### Task statement:
In the records below, find every line that contains "passages" and list it.

### Stored data entries:
/---
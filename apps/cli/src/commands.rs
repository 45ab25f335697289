//! CLI command definitions, routing, and tracing setup.

use std::path::{Path, PathBuf};

use clap::{Parser, Subcommand};
use color_eyre::eyre::{Result, eyre};
use indicatif::{ProgressBar, ProgressStyle};
use specweaver_audit::Auditor;
use specweaver_core::{
    ArtifactGate, ArtifactGenerator, ArtifactOutcome, ExtractionPipeline, PipelineProgress, Stage,
    StageStatus, StageStore, draft_requirements, plan_units,
};
use specweaver_llm::{OpenRouterGenerator, ResilientInvoker};
use specweaver_rag::{ChunkStore, Document, HashingEmbedder};
use specweaver_shared::{
    AppConfig, IndexMode, Layer, RetryPolicy, Severity, SpecWeaverError, api_key, init_config,
    load_config,
};
use specweaver_storage::Storage;
use tracing::info;

// ---------------------------------------------------------------------------
// CLI structure
// ---------------------------------------------------------------------------

/// SpecWeaver: requirements document in, layered source artifacts out.
#[derive(Parser)]
#[command(
    name = "specweaver",
    version,
    about = "Extract a layered architecture from a requirements document and generate validated artifacts.",
    long_about = None,
)]
pub(crate) struct Cli {
    /// Log format: text (default) or json.
    #[arg(long, default_value = "text", global = true)]
    pub log_format: LogFormat,

    /// Verbosity level (-v, -vv).
    #[arg(short, long, action = clap::ArgAction::Count, global = true)]
    pub verbose: u8,

    #[command(subcommand)]
    pub command: Command,
}

/// Log output format.
#[derive(Clone, Debug, clap::ValueEnum)]
pub(crate) enum LogFormat {
    Text,
    Json,
}

#[derive(Subcommand)]
pub(crate) enum Command {
    /// Split, embed and store a document in the chunk index.
    Index {
        /// `.txt`, `.md` or `.json` (array of page strings).
        file: PathBuf,

        /// Document name (defaults to the file stem).
        #[arg(short, long)]
        name: Option<String>,

        /// Add chunks after the existing ones instead of replacing the document.
        #[arg(long)]
        append: bool,
    },

    /// Query the chunk index.
    Search {
        query: String,

        /// Number of passages to return.
        #[arg(short, default_value = "5")]
        k: usize,
    },

    /// Draft a requirements document from a one-line idea.
    Draft { idea: String },

    /// Run the extraction stages.
    Extract {
        /// First stage to run: requirements, entities, actions or surfaces.
        #[arg(long, default_value = "requirements")]
        from: Stage,
    },

    /// Generate source artifacts from the architecture map.
    Generate {
        /// Only generate one layer: data, coordination or presentation.
        #[arg(long)]
        layer: Option<Layer>,
    },

    /// Check generated artifacts for layering violations.
    Audit {
        /// Directory holding the layer directories (defaults to the output dir).
        #[arg(long)]
        root: Option<PathBuf>,
    },

    /// Configuration management.
    Config {
        #[command(subcommand)]
        action: ConfigAction,
    },
}

#[derive(Subcommand)]
pub(crate) enum ConfigAction {
    /// Initialize config file with defaults.
    Init,
    /// Show resolved configuration.
    Show,
}

// ---------------------------------------------------------------------------
// Tracing setup
// ---------------------------------------------------------------------------

/// Initialize tracing based on CLI flags.
pub(crate) fn init_tracing(cli: &Cli) {
    use tracing_subscriber::{EnvFilter, fmt};

    let filter = match cli.verbose {
        0 => "specweaver=info",
        1 => "specweaver=debug",
        _ => "specweaver=trace",
    };

    let env_filter = EnvFilter::try_from_default_env().unwrap_or_else(|_| EnvFilter::new(filter));

    match cli.log_format {
        LogFormat::Text => {
            fmt()
                .with_env_filter(env_filter)
                .with_target(false)
                .with_writer(std::io::stderr)
                .init();
        }
        LogFormat::Json => {
            fmt()
                .json()
                .with_env_filter(env_filter)
                .with_writer(std::io::stderr)
                .init();
        }
    }
}

// ---------------------------------------------------------------------------
// Command dispatch
// ---------------------------------------------------------------------------

pub(crate) async fn run(cli: Cli) -> Result<()> {
    match cli.command {
        Command::Index { file, name, append } => cmd_index(&file, name.as_deref(), append).await,
        Command::Search { query, k } => cmd_search(&query, k).await,
        Command::Draft { idea } => cmd_draft(&idea).await,
        Command::Extract { from } => cmd_extract(from).await,
        Command::Generate { layer } => cmd_generate(layer).await,
        Command::Audit { root } => cmd_audit(root),
        Command::Config { action } => match action {
            ConfigAction::Init => cmd_config_init(),
            ConfigAction::Show => cmd_config_show(),
        },
    }
}

// ---------------------------------------------------------------------------
// Shared setup
// ---------------------------------------------------------------------------

async fn open_chunk_store(config: &AppConfig, readonly: bool) -> Result<ChunkStore> {
    let path = config.index_path();
    let storage = if readonly {
        Storage::open_readonly(&path).await?
    } else {
        Storage::open(&path).await?
    };
    let embedder = HashingEmbedder::new(config.chunking.embedding_dimensions);
    Ok(ChunkStore::open(storage, embedder, &config.chunking).await?)
}

fn build_invoker(config: &AppConfig) -> Result<ResilientInvoker<OpenRouterGenerator>> {
    let key = api_key(config)?;
    let generator = OpenRouterGenerator::new(&config.openrouter, key)?;
    let invoker = ResilientInvoker::new(generator, RetryPolicy::from(&config.invocation));
    info!(
        model = invoker.generator().model(),
        max_attempts = invoker.policy().max_attempts,
        "generation service configured"
    );
    Ok(invoker)
}

/// Print where to resume from when a run was stopped by quota exhaustion.
fn explain_abort(error: &SpecWeaverError, resume: &str) {
    if let SpecWeaverError::Aborted { checkpoint, .. } = error {
        eprintln!();
        eprintln!("  Stopped: the generation service quota is exhausted.");
        eprintln!("  Last completed: {checkpoint}");
        eprintln!("  Resume with:    {resume}");
        eprintln!();
    }
}

// ---------------------------------------------------------------------------
// CLI progress reporter
// ---------------------------------------------------------------------------

/// CLI progress reporter using an indicatif spinner.
struct CliProgress {
    spinner: ProgressBar,
}

impl CliProgress {
    fn new() -> Self {
        let spinner = ProgressBar::new_spinner();
        spinner.set_style(
            ProgressStyle::with_template("{spinner:.cyan} {msg}")
                .unwrap_or_else(|_| ProgressStyle::default_spinner())
                .tick_strings(&["⠋", "⠙", "⠹", "⠸", "⠼", "⠴", "⠦", "⠧", "⠇", "⠏"]),
        );
        spinner.enable_steady_tick(std::time::Duration::from_millis(80));
        Self { spinner }
    }

    fn finish(&self) {
        self.spinner.finish_and_clear();
    }
}

impl PipelineProgress for CliProgress {
    fn phase(&self, name: &str) {
        self.spinner.set_message(name.to_string());
    }

    fn task_progress(&self, current: usize, total: usize, detail: &str) {
        self.spinner
            .set_message(format!("[{current}/{total}] {detail}"));
    }
}

// ---------------------------------------------------------------------------
// Command handlers
// ---------------------------------------------------------------------------

async fn cmd_index(file: &Path, name: Option<&str>, append: bool) -> Result<()> {
    let config = load_config()?;
    let document = Document::load(file, name)?;
    info!(document = %document.name, pages = document.pages.len(), "indexing document");

    let mut store = open_chunk_store(&config, false).await?;
    if append {
        store.set_mode(IndexMode::Append);
    }
    let summary = store.index(&document).await?;

    println!();
    println!("  Indexed {} ({:?})", document.name, store.mode());
    println!("  Added:    {}", summary.chunks_added);
    println!("  Replaced: {}", summary.chunks_replaced);
    println!("  Total:    {}", summary.total_chunks);
    println!("  Index:    {}", config.index_path().display());
    println!();
    println!("  Documents:");
    for doc in store.documents().await? {
        println!(
            "    {:<24} {:>4} pages {:>6} chunks  {}",
            doc.name, doc.page_count, doc.chunk_count, doc.indexed_at
        );
    }
    println!();
    Ok(())
}

async fn cmd_search(query: &str, k: usize) -> Result<()> {
    let config = load_config()?;
    let store = open_chunk_store(&config, true).await?;
    let result = store.search(query, k).await?;

    if result.is_empty() {
        println!("No passages found.");
        return Ok(());
    }
    for (rank, hit) in result.hits.iter().enumerate() {
        println!(
            "#{} [{}:{}] distance {:.4}",
            rank + 1,
            hit.document_name,
            hit.segment_id,
            hit.distance
        );
        println!("{}", hit.text);
        println!();
    }
    Ok(())
}

async fn cmd_draft(idea: &str) -> Result<()> {
    let config = load_config()?;
    let invoker = build_invoker(&config)?;

    let spinner = CliProgress::new();
    spinner.phase("Drafting requirements");
    let result = draft_requirements(&invoker, idea, &config.data_dir()).await;
    spinner.finish();

    let path = result?;
    println!("Requirements draft written to: {}", path.display());
    println!("Index it with: specweaver index {}", path.display());
    Ok(())
}

async fn cmd_extract(from: Stage) -> Result<()> {
    let config = load_config()?;
    let invoker = build_invoker(&config)?;
    let store = open_chunk_store(&config, true).await?;
    let stages = StageStore::new(config.data_dir());
    let pipeline = ExtractionPipeline::new(&store, &invoker, &stages).with_top_k(config.defaults.top_k);

    info!(from = %from, "starting extraction");
    let progress = CliProgress::new();
    let result = pipeline.run_from(from, &progress).await;
    progress.finish();

    let report = match result {
        Ok(report) => report,
        Err(e) => {
            let resume = stages_resume_hint(&stages);
            explain_abort(&e, &resume);
            return Err(e.into());
        }
    };

    println!();
    for entry in &report.stages {
        match &entry.status {
            StageStatus::Completed { records, path } => {
                println!("  {:<13} {records} records -> {}", entry.stage, path.display());
            }
            StageStatus::Failed { error } => println!("  {:<13} FAILED: {error}", entry.stage),
            StageStatus::Skipped { reason } => println!("  {:<13} skipped: {reason}", entry.stage),
        }
    }
    if let Some(map) = &report.architecture_map {
        println!("  Architecture map: {}", map.display());
    }
    println!();

    if report.is_success() {
        Ok(())
    } else {
        Err(eyre!(
            "extraction incomplete: {} of {} stages completed",
            report.completed(),
            report.stages.len()
        ))
    }
}

/// Command that resumes extraction at the first stage without output.
fn stages_resume_hint(stages: &StageStore) -> String {
    match Stage::ALL.into_iter().find(|s| !stages.exists(*s)) {
        Some(stage) => format!("specweaver extract --from {stage}"),
        None => "specweaver generate".to_string(),
    }
}

async fn cmd_generate(layer: Option<Layer>) -> Result<()> {
    let config = load_config()?;
    let stages = StageStore::new(config.data_dir());
    let map = stages.read_map()?.ok_or_else(|| {
        eyre!(
            "no architecture map at {}; run `specweaver extract` first",
            stages.map_path().display()
        )
    })?;

    let units: Vec<_> = plan_units(&map)
        .into_iter()
        .filter(|u| layer.is_none_or(|l| u.layer == l))
        .collect();
    if units.is_empty() {
        println!("Nothing to generate.");
        return Ok(());
    }

    let invoker = build_invoker(&config)?;
    let store = open_chunk_store(&config, true).await?;
    let gate = ArtifactGate::new(&config.validation)?;
    let generator = ArtifactGenerator::new(&store, &invoker, &gate, &config.layers, config.output_dir())
        .with_context(config.defaults.artifact_top_k, config.defaults.artifact_context_chars);

    info!(units = units.len(), "generating artifacts");
    let progress = CliProgress::new();
    let result = generator.generate_all(&units, &progress).await;
    progress.finish();

    let report = match result {
        Ok(report) => report,
        Err(e) => {
            explain_abort(&e, "specweaver generate");
            return Err(e.into());
        }
    };

    println!();
    for record in &report.artifacts {
        let status = match &record.outcome {
            ArtifactOutcome::Completed { path, attempts, .. } => {
                format!("ok ({attempts} attempt(s)) -> {}", path.display())
            }
            ArtifactOutcome::Hallucinated { attempts, verdict } => {
                format!("hallucinated after {attempts} attempts: {}", verdict.reason)
            }
            ArtifactOutcome::Failed { error } => format!("failed: {error}"),
        };
        println!("  {:<13} {:<28} {status}", record.layer, record.identifier);
    }
    println!();
    println!(
        "  Completed: {}  Hallucinated: {}  Failed: {}",
        report.completed(),
        report.hallucinated(),
        report.failed()
    );
    println!("  Output:    {}", generator.output_root().display());
    println!();
    Ok(())
}

fn cmd_audit(root: Option<PathBuf>) -> Result<()> {
    let config = load_config()?;
    let root = root.unwrap_or_else(|| config.output_dir());
    let mut auditor = Auditor::new(config.layers.clone())?;
    let (report, path) = auditor.audit_to_file(&root)?;

    println!();
    for v in &report.violations {
        let location = match v.line {
            Some(line) => format!("{}:{line}", v.file),
            None => v.file.clone(),
        };
        println!("  {:<8} {location}: {}", format!("{:?}", v.severity).to_uppercase(), v.message);
    }
    println!();
    println!(
        "  Files: {}  Critical: {}  Warning: {}  Info: {}",
        report.files_scanned,
        report.count(Severity::Critical),
        report.count(Severity::Warning),
        report.count(Severity::Info)
    );
    println!("  Report: {}", path.display());
    println!();
    Ok(())
}

fn cmd_config_init() -> Result<()> {
    let path = init_config()?;
    println!("Config initialized at: {}", path.display());
    Ok(())
}

fn cmd_config_show() -> Result<()> {
    let config: AppConfig = load_config()?;
    let toml_str = toml::to_string_pretty(&config)?;
    println!("{toml_str}");
    Ok(())
}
\---
### Problem solution:
        /// Number of passages to return.
        println!("No passages found.");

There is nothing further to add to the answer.